Phylogenetic analyses
The phylogenetic analysis revealed that all species of Boraginaceae formed one monophyletic clade. The phylogenetic tree indicated that Bothriospermum zeylanicum (J. Jacq.) Druce, 1917 was a sister taxon to C. amabile (). Our cp genomic data of C. amabile contributes to the growing quantity of cp genomes for phylogenetic and evolutionary studies in the family Boraginaceae.

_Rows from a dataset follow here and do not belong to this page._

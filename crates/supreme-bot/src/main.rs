//! Supreme keeper - entry point.

use anyhow::Result;
use clap::Parser;
use tracing::info;

/// Supreme keeper: oracle pusher, settlement bot, house funder and API.
#[derive(Parser, Debug)]
#[command(version, about, long_about = None)]
struct Args {
    /// Configuration file path (can also be set via SUPREME_CONFIG env var)
    #[arg(short, long)]
    config: Option<String>,
}

#[tokio::main]
async fn main() -> Result<()> {
    // TLS provider must be installed before the first wss:// connection
    supreme_feed::init_crypto();

    let args = Args::parse();

    // CLI arg > SUPREME_CONFIG env var > default
    let config_path = args
        .config
        .or_else(|| std::env::var("SUPREME_CONFIG").ok())
        .unwrap_or_else(|| "config/default.toml".to_string());

    let config = supreme_bot::AppConfig::from_file(&config_path)?;
    supreme_telemetry::init_logging(&config.telemetry.log_level)?;
    supreme_bot::app::install_panic_hook();

    info!(
        version = env!("CARGO_PKG_VERSION"),
        config_path = %config_path,
        "Starting supreme keeper"
    );

    let app = supreme_bot::Application::new(config)?;

    let shutdown = app.shutdown_token();
    tokio::spawn(async move {
        if tokio::signal::ctrl_c().await.is_ok() {
            info!("Ctrl-C received");
            shutdown.cancel();
        }
    });

    app.run().await?;
    Ok(())
}
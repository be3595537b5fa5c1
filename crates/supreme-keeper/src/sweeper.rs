//! Settlement sweep.
//!
//! Every poll, lists expired unsettled positions and settles a batch of at
//! most `max(1, pool/2)` of them concurrently. The other half of the key
//! pool stays free for oracle pushes and co-signed bets. A candidate that
//! fails is not retried here; it is still unsettled on-chain and comes back
//! in the next cycle's listing.

use std::sync::atomic::AtomicBool;
use std::sync::Arc;
use std::time::Duration;

use futures_util::future::join_all;
use rust_decimal::Decimal;
use supreme_core::cadence::decode_uint64_array;
use supreme_core::{CadenceValue, TransactionResult};
use supreme_ledger::{SubmitOptions, Submitter, TxKind};
use supreme_telemetry::Metrics;
use tokio::time::MissedTickBehavior;
use tokio_util::sync::CancellationToken;
use tracing::{debug, info, warn};

use crate::config::SettlementConfig;
use crate::error::KeeperResult;
use crate::flight::FlightGuard;

pub const LIST_EXPIRED_POSITIONS_CDC: &str = include_str!("../cadence/list_expired_positions.cdc");
pub const SETTLE_POSITION_CDC: &str = include_str!("../cadence/settle_position.cdc");

/// Name of the event emitted by a settled position.
const POSITION_SETTLED: &str = "PositionSettled";

/// Parallel settlements allowed for a pool of `pool_size` keys.
pub fn batch_budget(pool_size: usize) -> usize {
    (pool_size / 2).max(1)
}

/// A position settled in this cycle.
#[derive(Debug, Clone, PartialEq)]
pub struct SettledPosition {
    pub position_id: u64,
    pub tx_id: String,
    /// `None` when the transaction carried no `PositionSettled` event.
    pub won: Option<bool>,
    pub payout: Option<Decimal>,
}

/// Result of one sweep cycle.
#[derive(Debug, Clone, Default, PartialEq)]
pub struct CycleReport {
    /// Previous cycle was still running; nothing was queried or submitted.
    pub skipped: bool,
    /// Expired positions returned by the listing.
    pub candidates: usize,
    /// Positions submitted this cycle.
    pub attempted: usize,
    pub settled: Vec<SettledPosition>,
    pub failed: Vec<u64>,
}

impl CycleReport {
    fn skipped() -> Self {
        Self {
            skipped: true,
            ..Self::default()
        }
    }
}

pub struct SettlementSweeper {
    submitter: Arc<Submitter>,
    config: SettlementConfig,
    settling: AtomicBool,
}

impl SettlementSweeper {
    pub fn new(submitter: Arc<Submitter>, config: SettlementConfig) -> Self {
        Self {
            submitter,
            config,
            settling: AtomicBool::new(false),
        }
    }

    /// True while a cycle is running.
    pub fn is_settling(&self) -> bool {
        self.settling.load(std::sync::atomic::Ordering::Acquire)
    }

    /// Run one sweep cycle.
    ///
    /// Returns an error only if the listing query fails; per-position
    /// failures are recorded in the report.
    pub async fn run_cycle(&self) -> KeeperResult<CycleReport> {
        let Some(_guard) = FlightGuard::try_enter(&self.settling) else {
            debug!("Previous settlement cycle still running, skipping");
            Metrics::settlement("skipped");
            return Ok(CycleReport::skipped());
        };

        let listing = self.submitter.query(LIST_EXPIRED_POSITIONS_CDC, Vec::new()).await?;
        let candidates = decode_uint64_array(&listing)?;
        Metrics::settlement_backlog(candidates.len());

        let mut report = CycleReport {
            candidates: candidates.len(),
            ..CycleReport::default()
        };
        if candidates.is_empty() {
            return Ok(report);
        }

        let budget = batch_budget(self.submitter.pool_size());
        let batch: Vec<u64> = candidates.into_iter().take(budget).collect();
        report.attempted = batch.len();
        info!(
            candidates = report.candidates,
            batch = batch.len(),
            pool_size = self.submitter.pool_size(),
            "Settling expired positions"
        );

        let results = join_all(batch.iter().map(|&id| self.settle(id))).await;
        for (position_id, result) in batch.into_iter().zip(results) {
            match result {
                Ok(tx) => {
                    let settled = settled_position(position_id, &tx);
                    Metrics::settlement("settled");
                    info!(
                        position_id,
                        won = ?settled.won,
                        payout = ?settled.payout,
                        tx_id = %tx.short_id(),
                        "Position settled"
                    );
                    report.settled.push(settled);
                }
                Err(e) => {
                    Metrics::settlement("failed");
                    warn!(position_id, error = %e, "Failed to settle position");
                    report.failed.push(position_id);
                }
            }
        }

        Ok(report)
    }

    async fn settle(&self, position_id: u64) -> KeeperResult<TransactionResult> {
        let tx = self
            .submitter
            .submit(
                SETTLE_POSITION_CDC,
                vec![CadenceValue::uint64(position_id)],
                SubmitOptions::new(TxKind::Settlement).waiting(),
            )
            .await?;
        Ok(tx)
    }

    /// Poll until shutdown. Each cycle runs in its own task so a slow cycle
    /// makes the next poll skip instead of delaying it.
    pub async fn run(self: Arc<Self>, shutdown: CancellationToken) {
        info!(poll_interval_ms = self.config.poll_interval_ms, "SettlementSweeper started");

        let mut ticker = tokio::time::interval(Duration::from_millis(self.config.poll_interval_ms));
        ticker.set_missed_tick_behavior(MissedTickBehavior::Skip);

        loop {
            tokio::select! {
                () = shutdown.cancelled() => break,
                _ = ticker.tick() => {
                    let sweeper = Arc::clone(&self);
                    tokio::spawn(async move {
                        if let Err(e) = sweeper.run_cycle().await {
                            warn!(error = %e, "Settlement poll failed");
                        }
                    });
                }
            }
        }
        info!("SettlementSweeper stopped");
    }
}

fn settled_position(position_id: u64, tx: &TransactionResult) -> SettledPosition {
    let event = tx.find_event(POSITION_SETTLED);
    let won = event.and_then(|e| e.data.get("won")).and_then(|v| v.as_bool());
    let payout = event
        .and_then(|e| e.data.get("payout"))
        .and_then(|v| v.as_str())
        .and_then(|s| s.parse::<Decimal>().ok());
    SettledPosition {
        position_id,
        tx_id: tx.id.clone(),
        won,
        payout,
    }
}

Figure 3. ML phylogenetic tree based on complete chloroplast genome of C. amabile and 15 other species. Numbers in the nodes are the bootstrap values from 1000 replicates. The following sequences were used: Arnebia decumbens ON529954 (Sun et al. Citation2022), Arnebia euchroma ON529958, Arnebia fimbriata ON529943, Arnebia guttata ON529956, Arnebia szechenyi ON529949, Arnebia tibetana MT975392 (Park et al. Citation2020), Borago officinalis NC_046796 (Guo et al. Citation2020), Bothriospermum zeylanicum NC_065834, Cynoglossum amabile NC_061706, Lappula myosotis NC_060614, Lithospermum erythrorhizon MT975394, Nonea vesicaria OL335187 (Carvalho Leonardo et al. Citation2022), Onosma fuyunensis NC_049569 (He et al. Citation2021), Trigonotis peduncularis MZ911745 (Wu et al. Citation2022), Agastache rugosa MW760849 (Wang et al. Citation2021), and Ajuga forrestii NC_048512 (Tao et al. Citation2019).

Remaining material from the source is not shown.